Let [tex]z,w[/tex] be complex numbers.

## Homework Equations

Prove there is a real number [tex]\alpha < 1[/tex] such that

[tex]

\left|\frac{z^7 + z^3 - i}{9} - \frac{w^7 + w^3 - i}{9}\right| \leq \alpha

\left|z - w\right|

[/tex]

The goal is to show that [tex]\displaystyle q(z) = \frac{z^7 + z^3 - i}{9}[/tex] is a contraction mapping in a real analysis contraction mapping problem. I am stuck here maybe because of algebraic manipulation.

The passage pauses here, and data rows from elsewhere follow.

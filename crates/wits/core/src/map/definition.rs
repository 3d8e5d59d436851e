use serde::{Deserialize, Serialize};

use crate::coord::HexCoord;
use crate::map::{MapError, TerrainDefinition, validate_exclusivity};
use crate::unit::{Team, UnitClass};

/// A unit standing on the map before the first turn.
#[derive(Clone, Copy, Debug, PartialEq, Eq, Hash, Serialize, Deserialize)]
pub struct UnitInit {
    pub coord: HexCoord,
    pub team: Team,
    pub class: UnitClass,
}

#[derive(Clone, Debug, Default, PartialEq, Eq, Serialize, Deserialize)]
pub struct MapInit {
    #[serde(default)]
    pub units: Vec<UnitInit>,
}

/// Rotational symmetry of an authored map.
#[derive(Clone, Debug, PartialEq, Eq, Serialize, Deserialize)]
pub struct Rotation {
    pub position: HexCoord,
    #[serde(default)]
    pub center: bool,
}

/// Mirror symmetry of an authored map. `flip` is `HORIZONTAL` or `VERTICAL`.
#[derive(Clone, Debug, PartialEq, Eq, Serialize, Deserialize)]
pub struct Reflection {
    pub axis: i32,
    pub flip: String,
    #[serde(default)]
    pub center: bool,
}

/// A map file: terrain, starting units and symmetry metadata.
#[derive(Clone, Debug, PartialEq, Eq, Serialize, Deserialize)]
pub struct MapDefinition {
    pub map_id: String,
    pub name: String,
    pub terrain: TerrainDefinition,
    #[serde(default)]
    pub init: MapInit,
    #[serde(default, skip_serializing_if = "Option::is_none")]
    pub rotate: Option<Rotation>,
    #[serde(default, skip_serializing_if = "Option::is_none")]
    pub mirror: Option<Reflection>,
    #[serde(default, skip_serializing_if = "Option::is_none")]
    pub legacy: Option<bool>,
}

impl MapDefinition {
    /// Maps imported from the legacy archive keep their original layout.
    pub fn is_legacy(&self) -> bool {
        self.legacy.unwrap_or(false)
    }

    pub fn validate(&self) -> Result<(), MapError> {
        validate_exclusivity(&self.terrain)
    }

    /// Teams that own at least one base, in team order.
    pub fn teams(&self) -> Vec<Team> {
        let mut teams: Vec<Team> = self
            .terrain
            .base()
            .filter_map(|tile| tile.kind.team())
            .collect();
        teams.sort();
        teams.dedup();
        teams
    }
}

/// A map reference as stored with a match: either just its id or the full
/// definition once it has been loaded.
#[derive(Clone, Debug, PartialEq, Eq, Serialize, Deserialize)]
#[serde(untagged)]
pub enum GameMap {
    Id(String),
    Loaded(Box<MapDefinition>),
}

impl GameMap {
    pub fn map_id(&self) -> &str {
        match self {
            Self::Id(id) => id,
            Self::Loaded(definition) => &definition.map_id,
        }
    }

    pub fn is_loaded(&self) -> bool {
        matches!(self, Self::Loaded(_))
    }

    pub fn definition(&self) -> Option<&MapDefinition> {
        match self {
            Self::Id(_) => None,
            Self::Loaded(definition) => Some(definition),
        }
    }
}

impl From<MapDefinition> for GameMap {
    fn from(definition: MapDefinition) -> Self {
        Self::Loaded(Box::new(definition))
    }
}
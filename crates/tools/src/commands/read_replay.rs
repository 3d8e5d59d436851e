//! Read and inspect an enveloped legacy replay.

use std::fs::File;
use std::io::BufReader;
use std::path::PathBuf;

use anyhow::{Context, Result};
use clap::Parser;
use console::style;
use wits_content::ConfigLoader;
use wits_core::replay::GameReplay as WitsReplay;

/// Read and inspect an enveloped legacy replay
#[derive(Parser)]
pub struct ReadReplay {
    /// Replay file as fetched from the archive service
    #[arg(value_name = "FILE")]
    file: PathBuf,

    /// Output format
    #[arg(short, long, value_enum, default_value = "summary")]
    format: OutputFormat,

    /// Conversion settings (TOML)
    #[arg(short, long, value_name = "FILE")]
    config: Option<PathBuf>,

    /// Limit number of turns to display (0 = unlimited)
    #[arg(short, long, default_value = "100")]
    limit: usize,

    /// Skip first N turns
    #[arg(long, default_value = "0")]
    skip: usize,
}

#[derive(Clone, Copy, clap::ValueEnum)]
enum OutputFormat {
    /// Match metadata, players and outcome
    Summary,
    /// Reduced action names per turn
    Turns,
    /// Canonical actions in s-expression form
    Relvar,
    /// Full canonical JSON
    Json,
}

impl ReadReplay {
    pub fn execute(self) -> Result<()> {
        let config = ConfigLoader::load_or_default(self.config.as_deref())?;
        let file = File::open(&self.file)
            .with_context(|| format!("Failed to open {}", self.file.display()))?;
        let legacy = osn::parse_replay_with(BufReader::new(file), &config)
            .with_context(|| format!("Failed to decode {}", self.file.display()))?;
        let converted = osn::encode_replay(&legacy, &config)?;

        let take = if self.limit == 0 { usize::MAX } else { self.limit };

        match self.format {
            OutputFormat::Summary => print_summary(&converted),
            OutputFormat::Turns => {
                for turn in converted.replay.iter().skip(self.skip).take(take) {
                    let names: Vec<_> = turn.action_names().collect();
                    println!(
                        "{} {}",
                        style(format!("turn {:>3}:", turn.turn)).bold().cyan(),
                        if names.is_empty() {
                            style("(no actions)".to_string()).dim().to_string()
                        } else {
                            names.join(", ")
                        }
                    );
                }
            }
            OutputFormat::Relvar => {
                for turn in osn::lift_turns(&legacy.turns)?.iter().skip(self.skip).take(take) {
                    println!(
                        "{} {}",
                        style(format!("turn {:>3} {}:", turn.turn, turn.team())).bold().cyan(),
                        turn.rel_var_encoding()
                    );
                }
            }
            OutputFormat::Json => println!("{}", serde_json::to_string_pretty(&converted)?),
        }
        Ok(())
    }
}

fn print_summary(replay: &WitsReplay) {
    println!("{} {}", style("Match:").bold().cyan(), replay.game_id);
    println!(
        "{} {} ({})",
        style("Map:").bold().cyan(),
        replay.map_name,
        replay.map_theme
    );
    println!("{} {}", style("Result:").bold().cyan(), replay.outcome.result);
    println!(
        "{} {} turns, {} actions",
        style("Length:").bold().cyan(),
        replay.turn_count(),
        replay.action_count()
    );
    println!(
        "{} {} / {}",
        style("Bases:").bold().cyan(),
        replay.outcome.checkpoint.base0_hp,
        replay.outcome.checkpoint.base1_hp
    );
    println!();
    println!("{}", style("Players:").bold().cyan());
    for player in &replay.players {
        let result = player
            .result
            .map(|result| result.to_string())
            .unwrap_or_else(|| "-".to_string());
        println!(
            "  {:<6} {:<20} {:<12} {:<12} {}",
            player.team.to_string(),
            player.name,
            player.gcid,
            player.race.to_string(),
            result
        );
    }
    for (before, after) in replay.outcome.before.iter().zip(&replay.outcome.after) {
        if before.gcid.is_empty() {
            continue;
        }
        println!(
            "  {:<12} {} #{} -> {} #{} ({:+})",
            before.gcid, before.tier, before.rank, after.tier, after.rank, after.delta
        );
    }
}
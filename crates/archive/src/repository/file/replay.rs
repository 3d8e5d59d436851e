use std::fs;
use std::path::{Path, PathBuf};

use wits_core::replay::GameReplay;

use super::{read_json, write_json};
use crate::repository::error::check_key;
use crate::repository::{ReplayRepository, Result};
use crate::summary::MatchSummary;

/// Stores each replay as `<base_dir>/<match_id>.json`.
pub struct FileReplayRepository {
    base_dir: PathBuf,
}

impl FileReplayRepository {
    pub fn new(base_dir: impl AsRef<Path>) -> Result<Self> {
        let base_dir = base_dir.as_ref().to_path_buf();
        fs::create_dir_all(&base_dir)?;
        Ok(Self { base_dir })
    }

    pub fn base_dir(&self) -> &Path {
        &self.base_dir
    }

    fn replay_path(&self, match_id: &str) -> Result<PathBuf> {
        Ok(self.base_dir.join(format!("{}.json", check_key(match_id)?)))
    }

    fn match_ids(&self) -> Result<Vec<String>> {
        let mut ids = Vec::new();
        for entry in fs::read_dir(&self.base_dir)? {
            let path = entry?.path();
            if let Some(id) = path
                .file_name()
                .and_then(|name| name.to_str())
                .and_then(|name| name.strip_suffix(".json"))
            {
                ids.push(id.to_owned());
            }
        }
        ids.sort();
        Ok(ids)
    }
}

impl ReplayRepository for FileReplayRepository {
    fn save(&self, replay: &GameReplay) -> Result<()> {
        let path = self.replay_path(&replay.game_id)?;
        write_json(&path, replay)?;
        tracing::debug!("Saved replay: {}", path.display());
        Ok(())
    }

    fn load(&self, match_id: &str) -> Result<Option<GameReplay>> {
        read_json(&self.replay_path(match_id)?)
    }

    fn exists(&self, match_id: &str) -> bool {
        self.replay_path(match_id)
            .map(|path| path.exists())
            .unwrap_or(false)
    }

    fn delete(&self, match_id: &str) -> Result<()> {
        let path = self.replay_path(match_id)?;
        if path.exists() {
            fs::remove_file(&path)?;
            tracing::info!("Deleted replay: {}", path.display());
        }
        Ok(())
    }

    fn summaries(&self) -> Result<Vec<MatchSummary>> {
        let mut summaries = Vec::new();
        for id in self.match_ids()? {
            if let Some(replay) = self.load(&id)? {
                summaries.push(MatchSummary::of(&replay));
            }
        }
        Ok(summaries)
    }
}
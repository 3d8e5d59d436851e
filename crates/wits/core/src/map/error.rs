use crate::coord::HexCoord;
use crate::error::{CodecError, ErrorSeverity, WitsError};
use crate::terrain::MapTerrain;
use crate::unit::Team;

/// Errors raised while decoding, encoding or validating map terrain.
#[derive(Clone, Debug, PartialEq, Eq, thiserror::Error)]
pub enum MapError {
    /// Two tiles claim the same cell.
    #[error("coordinate {position} repeated between {existing}, {incoming}")]
    TerrainCollision {
        position: HexCoord,
        existing: &'static str,
        incoming: &'static str,
    },

    /// A tile sits on one of the six cells surrounding a base.
    #[error("coordinate {position} collides with the base at {base} ({existing} tile)")]
    BaseCollision {
        base: HexCoord,
        position: HexCoord,
        existing: &'static str,
    },

    /// Spawn or base lists describe more teams than a match can hold.
    #[error("terrain lists describe {found} teams, at most 4 are supported")]
    TooManyTeams { found: usize },

    /// A spawn or base tile without an owning team.
    #[error("{kind} tile at {position} has no team")]
    MissingTeam {
        kind: &'static str,
        position: HexCoord,
    },

    /// The canonical form stores a single base per team.
    #[error("team {team} has more than one base")]
    DuplicateBase { team: Team },

    /// Packed terrain that has no authoring counterpart.
    #[error("terrain {terrain} at {position} cannot be placed in a map definition")]
    UnplaceableTerrain {
        position: HexCoord,
        terrain: MapTerrain,
    },

    #[error(transparent)]
    Codec(#[from] CodecError),
}

impl WitsError for MapError {
    fn severity(&self) -> ErrorSeverity {
        match self {
            Self::Codec(err) => err.severity(),
            Self::TerrainCollision { .. } | Self::BaseCollision { .. } => ErrorSeverity::Fatal,
            _ => ErrorSeverity::Validation,
        }
    }

    fn error_code(&self) -> &'static str {
        match self {
            Self::TerrainCollision { .. } => "MAP_TERRAIN_COLLISION",
            Self::BaseCollision { .. } => "MAP_BASE_COLLISION",
            Self::TooManyTeams { .. } => "MAP_TOO_MANY_TEAMS",
            Self::MissingTeam { .. } => "MAP_MISSING_TEAM",
            Self::DuplicateBase { .. } => "MAP_DUPLICATE_BASE",
            Self::UnplaceableTerrain { .. } => "MAP_UNPLACEABLE_TERRAIN",
            Self::Codec(err) => err.error_code(),
        }
    }
}
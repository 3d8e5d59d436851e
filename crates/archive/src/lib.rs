//! Archive of converted matches.
//!
//! [`repository`] defines where converted replays and maps are kept,
//! [`ingest`] turns enveloped legacy replays into stored records and
//! [`batch`] runs either over whole directories.
pub mod batch;
pub mod ingest;
pub mod repository;
pub mod summary;

pub use batch::{BatchFailure, BatchReport, json_files};
pub use ingest::{ArchiveError, Ingest};
pub use repository::{
    FileMapRepository, FileReplayRepository, InMemoryMapRepository, InMemoryReplayRepository,
    MapRepository, ReplayRepository, RepositoryError,
};
pub use summary::{FetchStatus, MatchSummary};
//! Conversion of a decoded legacy replay into the canonical document.

use tracing::{info, warn};
use wits_core::codec::EnumCodec;
use wits_core::replay::GameReplay as WitsReplay;
use wits_core::{
    CodecError, ConvertConfig, Outcome, PlayerRole, Standings, StandingsAfter, TerminalStatus,
    TurnRecord, UnitPlacement,
};

use crate::error::OsnError;
use crate::reduce::reduce_to_dicts;
use crate::replay::{GameOverData, GameReplay, PlayerUpdate};
use crate::state::UnitStatus;

/// Builds the canonical replay.
///
/// Initial placements come from the first checkpoint, so a replay without
/// turns cannot be converted. The final turn is dropped when nothing is
/// left of it after reduction and `config` asks for it.
pub fn encode_replay(replay: &GameReplay, config: &ConvertConfig) -> Result<WitsReplay, OsnError> {
    let first = replay.turns.first().ok_or(OsnError::EmptyReplay)?;
    let result = TerminalStatus::from_legacy(replay.state.outcome).ok_or_else(|| {
        CodecError::invalid_enum(TerminalStatus::KIND, replay.state.outcome)
    })?;

    let players = replay
        .settings
        .iter()
        .map(|player| PlayerRole {
            name: player.name.clone(),
            gcid: player.gcid.clone(),
            race: player.race,
            team: player.team(),
            result: player_result(&replay.game_over, &player.gcid, result),
        })
        .collect();

    let units = first
        .state
        .units
        .iter()
        .map(|unit: &UnitStatus| UnitPlacement {
            position: unit.position(),
            team: unit.owner.team(),
            class: unit.class.as_wits(),
        })
        .collect();

    let (before, after) = standings(&replay.game_over);
    let outcome = Outcome {
        result,
        before,
        after,
        checkpoint: replay.state.checkpoint(config.max_base_health)?,
    };

    let last = replay.turns.len() - 1;
    let mut turns = Vec::with_capacity(replay.turns.len());
    for (i, turn) in replay.turns.iter().enumerate() {
        let actions = reduce_to_dicts(&turn.actions)?;
        if actions.is_empty() && i == last && config.drop_trailing_empty_turn {
            continue;
        }
        turns.push(TurnRecord {
            turn: turn.turn_count(),
            actions,
            checkpoint: turn.state.checkpoint(config.max_base_health)?,
        });
    }

    let encoded = WitsReplay {
        game_id: replay.game_id.short_id().to_owned(),
        map_name: replay.map_name.clone(),
        map_theme: replay.map_theme.clone(),
        players,
        units,
        outcome,
        replay: turns,
    };
    info!(
        game_id = %encoded.game_id,
        turns = encoded.turn_count(),
        actions = encoded.action_count(),
        %result,
        "converted replay"
    );
    Ok(encoded)
}

/// Winners see the match result, losers its opposite.
fn player_result(
    game_over: &GameOverData,
    gcid: &str,
    result: TerminalStatus,
) -> Option<TerminalStatus> {
    if result == TerminalStatus::Unknown {
        None
    } else if game_over.is_winner(gcid) {
        Some(result)
    } else if game_over.is_loser(gcid) {
        Some(result.opposing())
    } else {
        None
    }
}

/// `[winner, loser]` slots, defaulted when a side is missing. Further
/// players of a duos match follow in winners-then-losers order.
fn standings(game_over: &GameOverData) -> (Vec<Standings>, Vec<StandingsAfter>) {
    let mut before = vec![Standings::default(); 2];
    let mut after = vec![StandingsAfter::default(); 2];
    let mut extra: Vec<&PlayerUpdate> = Vec::new();

    for (slot, side) in [&game_over.winners, &game_over.losers].into_iter().enumerate() {
        let mut players = side.iter();
        if let Some(player) = players.next() {
            before[slot] = player.before();
            after[slot] = player.after();
        }
        extra.extend(players);
    }
    extra.sort_by_key(|player| !game_over.is_winner(&player.gcid));
    if !extra.is_empty() {
        warn!(count = extra.len(), "appending standings beyond the winner and loser slots");
    }
    for player in extra {
        before.push(player.before());
        after.push(player.after());
    }
    (before, after)
}

#[cfg(test)]
mod tests {
    use super::*;
    use crate::action::OsnAction;
    use crate::enums::{LegacyClass, PlayerColor};
    use crate::game_id::OsnGameId;
    use crate::replay::PlayerSettings;
    use crate::state::GameState;
    use crate::turns::PlayerTurn;
    use wits_core::{HexCoord, LeagueTier, Team, UnitClass, UnitRace};

    fn state(turn_count: u32) -> GameState {
        serde_json::from_value(serde_json::json!({
            "turnCount": turn_count,
            "units": [
                {"identifier": 0, "owner": 0, "class": 2, "race": 1,
                 "positionI": 2, "positionJ": 7, "health": 2},
                {"identifier": 1, "owner": 1, "class": 7, "race": 2,
                 "positionI": 9, "positionJ": 2, "health": 3}
            ],
            "captureTileStates": [],
            "currentPawnID": -1,
            "currentPlayer": 0,
            "hp_base0": 5,
            "hp_base1": 5
        }))
        .unwrap()
    }

    fn update(gcid: &str, delta: i32) -> PlayerUpdate {
        PlayerUpdate {
            gcid: gcid.into(),
            old_league: LeagueTier::Novice,
            new_league: LeagueTier::Novice,
            points_delta: delta,
            ..PlayerUpdate::default()
        }
    }

    fn replay(turns: Vec<PlayerTurn>) -> GameReplay {
        let mut final_state = state(9);
        final_state.outcome = 2;
        GameReplay {
            game_id: OsnGameId::new("ahRzfm91dHdpdHRlcnNnYW1lLWhyZHIVCxIIR2FtZVJvb20Yxyz"),
            map_name: "Sharkfood Island".into(),
            map_theme: "beach".into(),
            settings: vec![
                PlayerSettings {
                    name: "ann".into(),
                    gcid: "G:1".into(),
                    race: UnitRace::Feedback,
                    ..PlayerSettings::default()
                },
                PlayerSettings {
                    name: "bob".into(),
                    gcid: "G:2".into(),
                    race: UnitRace::Adorables,
                    index: crate::enums::PlayerIndex::Player2,
                    ..PlayerSettings::default()
                },
            ],
            state: final_state,
            game_over: GameOverData {
                winners: vec![update("G:1", 12)],
                losers: vec![update("G:2", -12)],
                ..GameOverData::default()
            },
            turns,
        }
    }

    fn spawn_turn(turn_count: u32) -> PlayerTurn {
        PlayerTurn {
            state: state(turn_count),
            actions: vec![
                OsnAction::StartTurn,
                OsnAction::SelectSpawnTile {
                    position: HexCoord::new(2, 7),
                },
                OsnAction::SpawnUnit {
                    position: None,
                    spawn: None,
                    color: PlayerColor::Red,
                    class: LegacyClass::Soldier,
                },
                OsnAction::EndTurn,
            ],
        }
    }

    #[test]
    fn builds_the_canonical_document() {
        let turns = vec![spawn_turn(1), PlayerTurn::new(state(2))];
        let encoded = encode_replay(&replay(turns), &ConvertConfig::default()).unwrap();

        assert_eq!(encoded.game_id, "xyz");
        assert_eq!(encoded.players[1].team, Team::Blue);
        assert_eq!(encoded.players[0].result, Some(TerminalStatus::VictoryExtinction));
        assert_eq!(encoded.players[1].result, Some(TerminalStatus::LossExtinction));
        assert_eq!(encoded.units.len(), 2);
        assert_eq!(encoded.units[1].class, UnitClass::Special);
        assert_eq!(encoded.outcome.result, TerminalStatus::VictoryExtinction);
        assert_eq!(encoded.outcome.before[0].gcid, "G:1");
        assert_eq!(encoded.outcome.after[1].delta, -12);

        // The trailing turn has no actions and is dropped.
        assert_eq!(encoded.turn_count(), 1);
        assert_eq!(encoded.replay[0].turn, 1);
        assert_eq!(encoded.replay[0].action_names().collect::<Vec<_>>(), ["SpawnUnitAction"]);
    }

    #[test]
    fn trailing_empty_turn_can_be_kept() {
        let turns = vec![spawn_turn(1), PlayerTurn::new(state(2))];
        let encoded = encode_replay(&replay(turns), &ConvertConfig::lenient()).unwrap();
        assert_eq!(encoded.turn_count(), 2);
    }

    #[test]
    fn empty_middle_turns_are_kept() {
        let turns = vec![PlayerTurn::new(state(1)), spawn_turn(2)];
        let encoded = encode_replay(&replay(turns), &ConvertConfig::default()).unwrap();
        assert_eq!(encoded.turn_count(), 2);
        assert!(encoded.replay[0].actions.is_empty());
    }

    #[test]
    fn replay_without_turns_fails() {
        assert!(matches!(
            encode_replay(&replay(Vec::new()), &ConvertConfig::default()),
            Err(OsnError::EmptyReplay)
        ));
    }

    #[test]
    fn unknown_game_status_fails() {
        let mut legacy = replay(vec![spawn_turn(1)]);
        legacy.state.outcome = 9;
        assert!(matches!(
            encode_replay(&legacy, &ConvertConfig::default()),
            Err(OsnError::Codec(CodecError::InvalidEnumValue { .. }))
        ));
    }

    #[test]
    fn duos_standings_are_appended() {
        let game_over = GameOverData {
            winners: vec![update("G:1", 5), update("G:3", 4)],
            losers: vec![update("G:2", -5), update("G:4", -4)],
            ..GameOverData::default()
        };
        let (before, after) = standings(&game_over);
        let order: Vec<_> = before.iter().map(|s| s.gcid.as_str()).collect();
        assert_eq!(order, ["G:1", "G:2", "G:3", "G:4"]);
        assert_eq!(after[3].delta, -4);

        let (before, _) = standings(&GameOverData::default());
        assert_eq!(before, vec![Standings::default(); 2]);
    }
}
//! Platform-specific directory utilities.

use std::path::PathBuf;

/// Environment variable overriding the archive data directory.
pub const DATA_DIR_ENV: &str = "WITS_DATA_DIR";

/// Resolves the archive data directory.
///
/// An explicit path wins, then `WITS_DATA_DIR`, then the platform data
/// directory:
/// - macOS: `~/Library/Application Support/wits`
/// - Linux: `~/.local/share/wits` (or `$XDG_DATA_HOME/wits`)
/// - Windows: `%APPDATA%\wits`
/// - Fallback: `./wits_data`
pub fn data_dir(explicit: Option<PathBuf>) -> PathBuf {
    resolve(explicit, std::env::var_os(DATA_DIR_ENV).map(PathBuf::from))
}

fn resolve(explicit: Option<PathBuf>, from_env: Option<PathBuf>) -> PathBuf {
    explicit
        .or(from_env.filter(|dir| !dir.as_os_str().is_empty()))
        .unwrap_or_else(|| {
            directories::ProjectDirs::from("", "", "wits")
                .map(|dirs| dirs.data_dir().to_path_buf())
                .unwrap_or_else(|| PathBuf::from("./wits_data"))
        })
}

/// Where `convert --store` keeps converted replays.
pub fn replay_dir(data_dir: &std::path::Path) -> PathBuf {
    data_dir.join("replays")
}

## The Attempt at a Solution

Is this the same as proving the following inequality?

[tex]

\begin{align*}

\frac{\left|\frac{z^7 + z^3 - i}{9} - \frac{w^7 + w^3 -

i}{9}\right|}{\left|z - w\right|} < 1

\end{align*}

[/tex]

If so then

[tex]

\begin{align*}

& \frac{\left|\frac{z^7 + z^3 - i}{9} - \frac{w^7 + w^3 -

i}{9}\right|}{\left|z - w\right|} = \left|\frac{\frac{z^7 + z^3 - i}{9} -

\frac{w^7 + w^3 - i}{9}}{z - w}\right| = \left|\frac{\frac{(z^7 + z^3) -

(w^7 + w^3)}{9}}{z-w}\right| = \frac{1}{9} \left|\frac{(z^7 + z^3) - (w^7 +

w^3)}{z-w}\right| \\

= & \frac{1}{9} \left|\frac{z^7 - w^7 + z^3 - w^3}{z-w}\right| =

\frac{1}{9} \left| \frac{(z-w)(z^6 + z^5w + \cdots + zw^5 + w^6) +

(z-w)(z^2 + zw + w^2)}{z-w} \right| \\

=& \frac{1}{9} |(z^6 + z^5w + z^4w^2 + z^3w^3 + z^2w^4 + zw^5 +

w^6) + (z^2 + zw + w^2)|

\end{align*}

[/tex]

How can I proceed from here?